王宮侍女シルディーヌの受難2ー短篇-
ガスパルに引き起こされて、お尻を擦りながら彼を睨んだ。睨んだけれどもまったくひるまなくて、がっちりとお腹の辺りを抱え込まれる。
「俺たちの楯になってくれ」
──だから、楯の役目はできないの!
そう言いたいけれど、ままならないのが辛い。
「団長、殺気を抑えてくれないか。隣にいる私がキツイよ」
「王太子だろう、それくらい堪えろ。いい加減このクソ忌々しい仕掛けから出てもいいか。奴らが逃げちまうだろう。さっさと命令しろ」
いったいどちらが上の立場なのか。
王太子殿下に対する口に利き方ではない。アルフレッドの理性のタガが、すっぽり外れているようだ。
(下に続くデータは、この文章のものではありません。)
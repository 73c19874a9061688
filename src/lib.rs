// SPDX-License-Identifier: GPL-3.0-only

//! Capture engine driving Linux V4L2 sensors through the Media Controller
//! graph: a two-stage capture/process pipeline producing a decimated RGB
//! preview and DNG burst captures.
//!
//! # Architecture
//!
//! - [`media_graph`]: Media Controller graph discovery and link setup (4.A)
//! - [`sensor`]: V4L2 subdevice mode-set and control probing (4.B)
//! - [`streamer`]: mmap buffer queue/dequeue loop (4.C)
//! - [`pipeline`]: dedicated worker-thread job queues (4.D)
//! - [`coordinator`]: wires the two pipelines, drop policy, burst state (4.E)
//! - [`debayer`]: decimating BGGR preview filter (4.F)
//! - [`dng`]: DNG/TIFF-EP writer (4.G)
//! - [`config`]: per-device INI configuration loader (4.H)

pub mod config;
pub mod coordinator;
pub mod debayer;
pub mod dng;
pub mod errors;
pub mod ioctl_util;
pub mod media_graph;
pub mod pipeline;
pub mod sensor;
pub mod streamer;

pub use config::Config;
pub use coordinator::{Coordinator, HostHooks, OwnedImage};
pub use errors::{AppError, AppResult};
ということは……『かな~りヤバイ』ことが起こってしまう?
それよりも不敬罪になりはしないか。シルディーヌはあわあわしてアルフレッドを探した。
懸命にキョロキョロするシルディーヌの目に妙なものが映った。
──あんなところに、風景画なんてあったかしら?
いつも掃除をしている廊下だけれど、見たこともない巨大な絵画が壁に飾られている。
でもなんだか立体感がないような、ペラペラのような。